Information Minister Sillah added “Let me assure you that what we have started in 2017 that’s access to information processes will still continue. We know and believe firmly that democracy can’t be enriched without access to information. Governance in itself will be extremely difficult when citizens lack the crucial information necessary for them to make informed choices.”
The integrity of the media, he went on, is critical and that journalists at all times should be abate not in a manner that would reflect on their integrity. “Therefore, I call on journalists particularly those that are selected to be reporting crucially on elections in The Gambia to be fair, to be critical but also to be mindful that above all, their work is also under microscope not by the electoral body alone but by the citizenry.”
“In our work, difficult as it is, we should try by all means to move away from partisan choices, to move away from individual attachment, and to move away from any other consideration that is not guided by our cardinal principle in journalism. I hope that we will continue to work together to improve this profession to a high standard.”
“We are proud of the wonderful work the GPU is doing together with its partners in enhancing professionalism but also ensuring fairness and credibility in our work.

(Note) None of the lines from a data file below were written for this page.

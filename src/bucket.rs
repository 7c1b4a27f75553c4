//! The bucket contract.
//!
//! A bucket is a sub-area of a unit (paved surface, unpaved surface, drain,
//! ...) that turns parameters and the unit's input series into flux series.
//! The rainfall-runoff physics live in implementations of [`Bucket`]; the unit
//! only dispatches to them and reads back `q_oa` (outflow to open water) and
//! `q_ui` (vertical exchange).

use std::fmt;

use polars::prelude::*;

use crate::error::{Result, WbError};
use crate::parameters::{ParameterRow, ParameterSlice};
use crate::schema::{flux, timeseries::DATE_TIME};
use crate::timeseries;
use crate::window::SimWindow;

pub type BucketId = i64;

#[derive(Debug, Clone, Copy, PartialEq, Eq, Hash)]
pub enum BucketKind {
    Paved,
    Unpaved,
    Drain,
    Other,
}

impl BucketKind {
    /// Parse a structure-file label. Unknown labels map to `Other`.
    pub fn from_label(label: &str) -> Self {
        match label.trim().to_lowercase().as_str() {
            "paved" | "verhard" => Self::Paved,
            "unpaved" | "onverhard" => Self::Unpaved,
            "drain" | "drainage" | "gedraineerd" => Self::Drain,
            _ => Self::Other,
        }
    }

    pub fn label(&self) -> &'static str {
        match self {
            Self::Paved => "Paved",
            Self::Unpaved => "Unpaved",
            Self::Drain => "Drain",
            Self::Other => "Other",
        }
    }
}

impl fmt::Display for BucketKind {
    fn fmt(&self, f: &mut fmt::Formatter<'_>) -> fmt::Result {
        f.write_str(self.label())
    }
}

/// A flux-producing sub-area of a unit.
pub trait Bucket: Send + Sync {
    fn id(&self) -> BucketId;

    fn kind(&self) -> BucketKind;

    fn area(&self) -> f64;

    /// Parameter rows this bucket starts from when none are supplied.
    fn default_parameters(&self) -> Vec<ParameterRow> {
        Vec::new()
    }

    /// Produce the flux table for `window`.
    ///
    /// The result is time-indexed and holds at least `q_oa` and `q_ui`.
    /// An empty `params` slice is passed through; whether that is acceptable
    /// is up to the bucket.
    fn simulate(
        &self,
        params: &ParameterSlice,
        window: &SimWindow,
        series: &DataFrame,
    ) -> Result<DataFrame>;
}

/// What one bucket produced in a simulation run.
#[derive(Debug, Clone)]
pub struct BucketFluxes {
    pub id: BucketId,
    pub kind: BucketKind,
    pub area: f64,
    pub fluxes: DataFrame,
}

/// A bucket replaying a precomputed flux table.
///
/// Used when the fluxes come from an external model run.
#[derive(Debug, Clone)]
pub struct PrescribedBucket {
    id: BucketId,
    kind: BucketKind,
    area: f64,
    fluxes: DataFrame,
    defaults: Vec<ParameterRow>,
}

impl PrescribedBucket {
    /// Required columns: date_time, q_oa, q_ui.
    pub fn new(id: BucketId, kind: BucketKind, area: f64, fluxes: DataFrame) -> Result<Self> {
        for name in [DATE_TIME, flux::OUTFLOW, flux::VERTICAL] {
            if !fluxes.schema().contains(name) {
                return Err(WbError::MissingColumn(name.to_string()));
            }
        }
        Ok(Self {
            id,
            kind,
            area,
            fluxes,
            defaults: Vec::new(),
        })
    }

    pub fn with_defaults(mut self, defaults: Vec<ParameterRow>) -> Self {
        self.defaults = defaults;
        self
    }
}

impl Bucket for PrescribedBucket {
    fn id(&self) -> BucketId {
        self.id
    }

    fn kind(&self) -> BucketKind {
        self.kind
    }

    fn area(&self) -> f64 {
        self.area
    }

    fn default_parameters(&self) -> Vec<ParameterRow> {
        self.defaults
            .iter()
            .cloned()
            .map(|mut row| {
                row.bucket_id = self.id;
                row
            })
            .collect()
    }

    fn simulate(
        &self,
        _params: &ParameterSlice,
        window: &SimWindow,
        _series: &DataFrame,
    ) -> Result<DataFrame> {
        let fluxes = timeseries::restrict(&self.fluxes, window)?;
        Ok(fluxes.select([DATE_TIME, flux::OUTFLOW, flux::VERTICAL])?)
    }
}

#[cfg(test)]
mod tests {
    use super::*;
    use chrono::{NaiveDate, NaiveDateTime};

    fn day(d: u32) -> NaiveDateTime {
        NaiveDate::from_ymd_opt(2000, 1, d)
            .unwrap()
            .and_hms_opt(0, 0, 0)
            .unwrap()
    }

    #[test]
    fn labels_map_to_kinds() {
        assert_eq!(BucketKind::from_label("Verhard"), BucketKind::Paved);
        assert_eq!(BucketKind::from_label("Onverhard"), BucketKind::Unpaved);
        assert_eq!(BucketKind::from_label(" Drain "), BucketKind::Drain);
        assert_eq!(BucketKind::from_label("MengRiool"), BucketKind::Other);
        assert_eq!(BucketKind::Unpaved.to_string(), "Unpaved");
    }

    #[test]
    fn prescribed_bucket_requires_flux_columns() {
        let df = timeseries::frame(&[day(1)], vec![(flux::OUTFLOW, vec![1.0])]).unwrap();
        assert!(matches!(
            PrescribedBucket::new(1, BucketKind::Paved, 10.0, df),
            Err(WbError::MissingColumn(_))
        ));
    }

    #[test]
    fn prescribed_bucket_replays_window() {
        let index: Vec<_> = (1..=3).map(day).collect();
        let df = timeseries::frame(
            &index,
            vec![
                (flux::OUTFLOW, vec![1.0, 2.0, 3.0]),
                (flux::VERTICAL, vec![-1.0, 0.0, 1.0]),
                ("extra", vec![0.0, 0.0, 0.0]),
            ],
        )
        .unwrap();
        let bucket = PrescribedBucket::new(4, BucketKind::Unpaved, 90.0, df)
            .unwrap()
            .with_defaults(vec![ParameterRow::new(0, "por", 1, 0.3)]);

        let window = SimWindow::parse(Some("2000-01-02"), None).unwrap();
        let out = bucket
            .simulate(&ParameterSlice::default(), &window, &DataFrame::empty())
            .unwrap();
        assert_eq!(out.width(), 3);
        assert_eq!(timeseries::values(&out, flux::OUTFLOW).unwrap(), vec![2.0, 3.0]);
        assert_eq!(bucket.default_parameters()[0].bucket_id, 4);
    }
}
//! Chloride mass balance of the open water.
//!
//! Mass enters with each category flux at that category's source
//! concentration and leaves with the outgoing volume at the concentration of
//! the previous step. Each step depends on the previous one, so the balance is
//! a left fold over the time index in row order.

use std::collections::HashMap;

use chrono::NaiveDateTime;
use polars::prelude::*;

use crate::config::ChlorideConfig;
use crate::error::{Result, WbError};
use crate::schema::{category, chloride};
use crate::timeseries;

/// State carried from one step to the next.
#[derive(Debug, Clone, Copy)]
struct MassState {
    mass: f64,
    c_out: f64,
}

/// Compute chloride mass and concentration for each row of `aggregated`.
///
/// `aggregated` is the category table from
/// [`aggregate_fluxes`](crate::aggregation::aggregate_fluxes); `storage` is
/// looked up by timestamp. The water starts at
/// `initial_volume × config.initial_concentration`.
pub fn chloride_balance(
    aggregated: &DataFrame,
    storage: &HashMap<NaiveDateTime, f64>,
    initial_volume: f64,
    config: &ChlorideConfig,
) -> Result<DataFrame> {
    let index = timeseries::time_index(aggregated)?;
    let n = index.len();

    let mut incoming = vec![0.0; n];
    for (name, concentration) in &config.source_concentrations {
        let values = timeseries::values(aggregated, name)?;
        for (acc, v) in incoming.iter_mut().zip(values) {
            *acc += v * concentration;
        }
    }

    let mut outgoing = vec![0.0; n];
    for name in category::OUTGOING {
        for (acc, v) in outgoing.iter_mut().zip(timeseries::values(aggregated, name)?) {
            *acc += v;
        }
    }

    let storage_at = |t: &NaiveDateTime| -> Result<f64> {
        let s = *storage.get(t).ok_or(WbError::MissingStorage(*t))?;
        if s > config.storage_epsilon {
            Ok(s)
        } else {
            Err(WbError::DegenerateStorage { at: *t, storage: s })
        }
    };

    let initial = MassState {
        mass: config.initial_concentration * initial_volume,
        c_out: config.initial_concentration,
    };

    let (_, mass) = index
        .iter()
        .zip(incoming.iter().zip(&outgoing))
        .try_fold(
            (initial, Vec::with_capacity(n)),
            |(state, mut recorded), (t, (m_in, v_out))| -> Result<_> {
                let mass = state.mass + m_in + v_out * state.c_out;
                recorded.push(mass);
                let next = MassState {
                    mass,
                    c_out: mass / storage_at(t)?,
                };
                Ok((next, recorded))
            },
        )?;

    let concentration = index
        .iter()
        .zip(&mass)
        .map(|(t, m)| -> Result<f64> { Ok(m / storage_at(t)?) })
        .collect::<Result<Vec<f64>>>()?;

    timeseries::frame(
        &index,
        vec![
            (chloride::MASS, mass),
            (chloride::CONCENTRATION, concentration),
        ],
    )
}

I want to assure that the government of The Gambia is committed to providing the enabling environment for the media to operate freely but also responsibly so that together information on election and election related matters can be widely available to the people of this country who will be the final deciders in our election for people to make informed choices.”
“We also enjoin on the media partners to ensure that this Smiling Coast of the Africa is maintained so that even after the elections we can all be proud of the good work that we have done and for us to enter in the election peacefully, do the election peacefully and we come out of the election peacefully and we live in our country peacefully.”
Salama Njie, national coordinator for WANEP added “Information empowers the electorate to be well- informed about political processes with due regard to their best interests in order to elect political office holders; to participate in decision-making processes on the implementation of laws and policies; and to hold public officials accountable for their acts or omissions in the execution of their duties.”
Access to information, she maintained, is a foundational requirement of the practice of democratic governance. “It has been rightly stated that: ‘No democratic government can survive without accountability and the basic postulate of accountability is that people should have information about the functioning of government.”
“It is the responsibility of state parties to create an atmosphere that fosters access to information and to ensure ‘adequate disclosure and dissemination of information’ in a manner that offers ‘the necessary facilities and eliminates existing obstacles to its attainment.”